Enfin le capitaine se leva et rentra dans Piccadilly ; mais quel changement dans son aspect et sa tenue ! languissant, abattu, la poitrine rentrée, la tête penchée, les membres se traînant avec effort, son boitement nullement déguisé. Quel contraste entre l’invalide rompu de fatigue et le vétéran si robuste le matin !

Oh ! que j’aurais voulu m’élancer vers lui pour lui offrir mon bras ! mais je n’osais pas.

Le capitaine s’arrêta près d’une station de cabriolets.
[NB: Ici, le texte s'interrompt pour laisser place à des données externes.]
impl<'a> BatchRunner<'a> {
    /// Creates a runner.
    #[must_use]
    pub fn new(module: &'a IntegrationModule, catalog: &'a dyn TypeCatalog, options: RunnerOptions) -> Self {
        Self {
            module,
            catalog,
            options,
        }
    }

    /// Runs every case and returns the report.
    #[instrument(skip_all, fields(module = self.module.name()))]
    pub async fn run(&self) -> SuiteReport {
        let mut report = SuiteReport {
            module: self.module.name().to_string(),
            cases: Vec::new(),
        };
        if !self.harness_initialization(&mut report) {
            return report;
        }
        let store = FixtureStore::new(&self.options.fixtures_dir);
        for integration in self.module.integrations() {
            self.run_integration(integration, &store, &mut report).await;
        }
        info!(
            passed = report.passed(),
            failed = report.failed(),
            skipped = report.skipped(),
            "suite finished"
        );
        report
    }

    /// Module-level cases. Returns false when the module shape is unusable.
    fn harness_initialization(&self, report: &mut SuiteReport) -> bool {
        let mut group = Recorder {
            report,
            suite: "Harness initialization".to_string(),
        };
        if let Err(err) = self.module.check_shape() {
            group.record("should be able to load", CaseStatus::Failed, vec![err.to_string()]);
            return false;
        }
        group.record("should be able to load", CaseStatus::Passed, Vec::new());
        let missing = match self.module.metadata() {
            None => vec!["missing module metadata".to_string()],
            Some(metadata) => [
                ("provider", &metadata.provider),
                ("name", &metadata.name),
                ("link", &metadata.link),
                ("description", &metadata.description),
                ("icon", &metadata.icon),
            ]
            .into_iter()
            .filter(|(_, value)| value.is_none())
            .map(|(field, _)| format!("missing module {field}"))
            .collect(),
        };
        let ok = missing.is_empty();
        group.check("should have module metadata", ok, || missing);
        true
    }

    /// Runs every case for one integration.
    #[instrument(skip_all, fields(integration = integration.name()))]
    async fn run_integration(&self, integration: &Integration, store: &FixtureStore, report: &mut SuiteReport) {
        let name = integration.name();
        self.module_basics(integration, report);

        let fixtures = {
            let mut group = Recorder {
                report: &mut *report,
                suite: format!("{name} / Fixtures"),
            };
            match store.load_for(integration, self.catalog, self.options.generate_fixtures) {
                Ok(set) => {
                    group.record("should load fixtures", CaseStatus::Passed, Vec::new());
                    Some(set)
                }
                Err(err) => {
                    group.record("should load fixtures", CaseStatus::Failed, vec![err.to_string()]);
                    None
                }
            }
        };

        self.validate_function(integration, fixtures.as_ref(), report);
        self.descriptor_cases(name, "Request variables", DescriptorRole::Request, integration.request_variables(), report);
        self.descriptor_cases(
            name,
            "Response variables",
            DescriptorRole::Response,
            integration.response_variables(),
            report,
        );

        let Some(fixtures) = fixtures else {
            let mut group = Recorder {
                report,
                suite: format!("{name} / Fixtures"),
            };
            group.record("fixture cases", CaseStatus::Skipped, vec!["fixture file failed to load".to_string()]);
            return;
        };
        match integration.contract() {
            Contract::TwoPhase {
                ..
            } => {
                self.request_function(integration, &fixtures, report).await;
                self.response_function(integration, &fixtures, report).await;
            }
            Contract::Combined {
                ..
            } => self.handle_function(integration, &fixtures, report).await,
        }
    }

    /// "Module basics" cases.
    fn module_basics(&self, integration: &Integration, report: &mut SuiteReport) {
        let mut group = Recorder {
            report,
            suite: format!("{} / Module basics", integration.name()),
        };
        group.check("should have a validate function", integration.validator().is_some(), || {
            vec!["validate is not declared".to_string()]
        });
        group.record("should have request()/response() or handle()", CaseStatus::Passed, Vec::new());
        let missing = match integration.metadata() {
            None => vec![format!("missing integration metadata for '{}'", integration.name())],
            Some(metadata) => [
                ("name", &metadata.name),
                ("tag", &metadata.tag),
                ("integration_type", &metadata.integration_type),
                ("description", &metadata.description),
            ]
            .into_iter()
            .filter(|(_, value)| value.is_none())
            .map(|(field, _)| format!("missing integration {field}"))
            .collect(),
        };
        let ok = missing.is_empty();
        group.check("should have integration metadata", ok, || missing);
    }

    /// "Validate function" cases.
    fn validate_function(&self, integration: &Integration, fixtures: Option<&FixtureSet>, report: &mut SuiteReport) {
        let mut group = Recorder {
            report,
            suite: format!("{} / Validate function", integration.name()),
        };
        if integration.validator().is_none() {
            group.record("validate cases", CaseStatus::Skipped, vec!["no validate function".to_string()]);
            return;
        }
        let dummy = self.dummy_env(integration);
        let bare_lead = Value::Object(Map::from_iter([("lead".to_string(), Value::Object(Map::new()))]));

        if !integration.env_variables().is_empty() {
            let result = invoke_validate(integration, &bare_lead, &Environment::new());
            let expected = &self.options.missing_credentials_message;
            let ok = matches!(&result.map(|result| result.outcome), Ok(Outcome::Error(message)) if message == expected);
            group.check("should throw if it has undefined envVariables", ok, || {
                vec![format!("expected validate to raise '{expected}'")]
            });
        }

        let result = invoke_validate(integration, &bare_lead, &dummy);
        let ok = matches!(
            result.as_ref().map(|result| &result.outcome),
            Ok(Outcome::Value(Value::String(message))) if !message.is_empty()
        );
        group.check("should return a string", ok, || {
            let returned = match result {
                Ok(result) => result.actual().map_or_else(|| "nothing".to_string(), |value| value.to_string()),
                Err(err) => err.to_string(),
            };
            vec![format!("validate({{lead: {{}}}}) returned {returned}")]
        });

        let Some(fixtures) = fixtures else {
            return;
        };
        for (index, fixture) in fixtures.get(FunctionCategory::Validate).iter().enumerate() {
            let vars = self.fixture_vars(integration, fixture, None);
            let name = case_name("should correctly handle test fixtures", index, fixture);
            match invoke_validate(integration, &vars, &dummy) {
                Ok(result) => group.verdict(name, self.judge(FunctionCategory::Validate, &result, fixture)),
                Err(err) => group.record(name, CaseStatus::Failed, vec![err.to_string()]),
            }
        }
    }

    /// "Request variables" / "Response variables" cases.
    fn descriptor_cases(
        &self,
        integration: &str,
        title: &str,
        role: DescriptorRole,
        descriptors: &[VariableDescriptor],
        report: &mut SuiteReport,
    ) {
        let mut group = Recorder {
            report,
            suite: format!("{integration} / {title}"),
        };
        group.check("should be declared", !descriptors.is_empty(), || vec!["no variables declared".to_string()]);
        let violations = validate_descriptors(role, descriptors, &valid_type_names(self.catalog));
        if violations.is_empty() {
            group.record("should have valid descriptors", CaseStatus::Passed, Vec::new());
        }
        for violation in violations {
            let name = format!("should have valid values for '{}'", violation.name);
            group.record(name, CaseStatus::Failed, vec![violation.to_string()]);
        }
    }

    /// "Request function" cases.
    async fn request_function(&self, integration: &Integration, fixtures: &FixtureSet, report: &mut SuiteReport) {
        let mut group = Recorder {
            report,
            suite: format!("{} / Request function", integration.name()),
        };
        for (index, fixture) in fixtures.get(FunctionCategory::Request).iter().enumerate() {
            let vars = self.fixture_vars(integration, fixture, fixtures.extra_vars());
            let call = Call::new(vars, self.dummy_env(integration));
            let name = case_name("should correctly handle request fixtures", index, fixture);
            let result = invoke(integration, FunctionCategory::Request, call, &self.options.interception).await;
            self.record_result(&mut group, name, FunctionCategory::Request, result, fixture);
        }
    }

    /// "Response function" cases: `response({}, {}, res)`.
    async fn response_function(&self, integration: &Integration, fixtures: &FixtureSet, report: &mut SuiteReport) {
        let mut group = Recorder {
            report,
            suite: format!("{} / Response function", integration.name()),
        };
        for (index, fixture) in fixtures.get(FunctionCategory::Response).iter().enumerate() {
            let name = case_name("should correctly handle response fixtures", index, fixture);
            let Some(res) = fixture.res.clone() else {
                group.record(name, CaseStatus::Failed, vec!["response fixture declares no res".to_string()]);
                continue;
            };
            let call = Call {
                vars: Value::Object(Map::new()),
                request: RequestSpec::default(),
                res: Some(res),
                ..Call::default()
            };
            let result = invoke(integration, FunctionCategory::Response, call, &self.options.interception).await;
            self.record_result(&mut group, name, FunctionCategory::Response, result, fixture);
        }
    }

    /// "Handle function" cases, one per fixture.
    async fn handle_function(&self, integration: &Integration, fixtures: &FixtureSet, report: &mut SuiteReport) {
        let mut group = Recorder {
            report,
            suite: format!("{} / Handle function", integration.name()),
        };
        for (index, fixture) in fixtures.get(FunctionCategory::Handle).iter().enumerate() {
            let vars = self.fixture_vars(integration, fixture, fixtures.extra_vars());
            let call = Call {
                network: fixture.nock_options.clone(),
                ..Call::new(vars, self.dummy_env(integration))
            };
            let name = if fixture.should.is_some() { fixture.label() } else { format!("fixture {index}") };
            let result = invoke(integration, FunctionCategory::Handle, call, &self.options.interception).await;
            self.record_result(&mut group, name, FunctionCategory::Handle, result, fixture);
        }
    }

    /// Records an invocation outcome as a verdict case.
    fn record_result(
        &self,
        group: &mut Recorder<'_>,
        name: String,
        category: FunctionCategory,
        result: Result<InvocationResult, crate::invocation::InvocationError>,
        fixture: &Fixture,
    ) {
        match result {
            Ok(result) => group.verdict(name, self.judge(category, &result, fixture)),
            Err(err) => group.record(name, CaseStatus::Failed, vec![err.to_string()]),
        }
    }

    /// Judges a result under the configured policy.
    fn judge(&self, category: FunctionCategory, result: &InvocationResult, fixture: &Fixture) -> Verdict {
        judge(category, result, fixture.expected.as_ref(), self.options.unmet_policy)
    }

    /// Builds typed invocation vars: fixture vars, merged extras, parsed, `lead` ensured.
    fn fixture_vars(&self, integration: &Integration, fixture: &Fixture, extra: Option<&Value>) -> Value {
        let mut vars = fixture.vars.clone().unwrap_or_else(|| Value::Object(Map::new()));
        if let Some(extra) = extra {
            merge(&mut vars, extra);
        }
        parse_vars(self.catalog, integration.request_variables(), vars)
    }

    /// Builds the dummy credential environment.
    fn dummy_env(&self, integration: &Integration) -> Environment {
        Environment::dummy(integration.env_variables(), &self.options.dummy_env_value)
    }
}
Il mit la main à la poche, en tira sa bourse, en tâta le contenu ; mais la bourse rentra dans la poche, et, comme par un effort héroïque, le capitaine releva la tête et continua vaillamment sa course. « Où peut-il aller à présent ? pensai-je ; à la maison, pour sûr. Non, il est sans pitié. »

Le capitaine ne s’arrêta que lorsqu’il fut arrivé devant un des petits théâtres du Strand. Là, il lut l’affiche et demanda si l’heure du moitié prix était sonnée.

« À l’instant, » répondit-on, et le capitaine entra.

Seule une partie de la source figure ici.